The most important lesson learned from years in health, is that technology is often only a part of the solution. While we often know what to do… We often lack the willingness to do it. Again, the pandemic provides a helpful illustration – virtual care & telehealth technology have been around for almost ten years. It took the pandemic to change our will to really use it. You must make a strategic commitment to digital health as it is not simply technology. You need to gain and convey trust. You need to be there for not just today, but also tomorrow, and the next day. Given its complexity healthcare moves relatively slowly and they need solutions and partners they can depend on. CSP’s understand strategic commitment – they understand this for network builds and their traditional business. Can they apply this to a new business line?

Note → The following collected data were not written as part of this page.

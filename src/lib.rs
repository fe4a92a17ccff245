//! # Qabot - semantic FAQ answering
//!
//! Answers free-text questions by matching them against a fixed corpus of
//! question/answer pairs, and escalates the ones it cannot answer to a
//! human-curated backlog.
//!
//! Qabot provides:
//! - Sentence embeddings for incoming questions
//! - Exact nearest-neighbour search over the pre-computed corpus vectors
//! - A threshold-based match/escalate decision
//! - An escalation log on an external worksheet with slot reuse and
//!   reconnect-on-failure
//! - An HTTP chat endpoint and a CLI

pub mod corpus;
pub mod storage;
pub mod query;
pub mod escalation;
pub mod chat;
pub mod server;
pub mod config;
pub mod ui;

// Re-exports for convenient access
pub use corpus::{QaCorpus, QaEntry};
pub use query::{Decision, Embedder, MatchDecider, QueryResult, SimilarityIndex};
pub use escalation::{LogOutcome, UnresolvedLog};
pub use chat::{ChatService, Reply, ReplyKind};
pub use storage::CorpusStore;

/// Result type alias for Qabot operations
pub type Result<T> = std::result::Result<T, Error>;

/// Error types for Qabot operations
#[derive(Debug, thiserror::Error)]
pub enum Error {
    #[error("Storage error: {0}")]
    Storage(#[from] rusqlite::Error),

    #[error("IO error: {0}")]
    Io(#[from] std::io::Error),

    #[error("Embedding error: {0}")]
    Embedding(String),

    #[error("Index error: {0}")]
    Index(String),

    #[error("Corpus error: {0}")]
    Corpus(String),

    #[error("Config error: {0}")]
    Config(String),
}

Along with this important lesson, we have learned that successful growth of a digital health business depends on learning how best to deploy technology to create the momentum for change… how best to minimise technology risks… to lower the barriers to new technology and change and ultimately to maximise the willingness of stakeholders to digitize health. Most often, this venture cannot be done alone. Partnering is essential to success. You must find and build strong partnerships that complement your own assets, which match your own position of trust, your own strategic commitment, and add to your knowledge with health technology or clinical understanding of health.
The stakes could not be higher. Evidence suggests that policy makers, providers, investors… all believe that the pandemic has created greater pressure to invest in digital health now, and as communication service providers we have a role to play.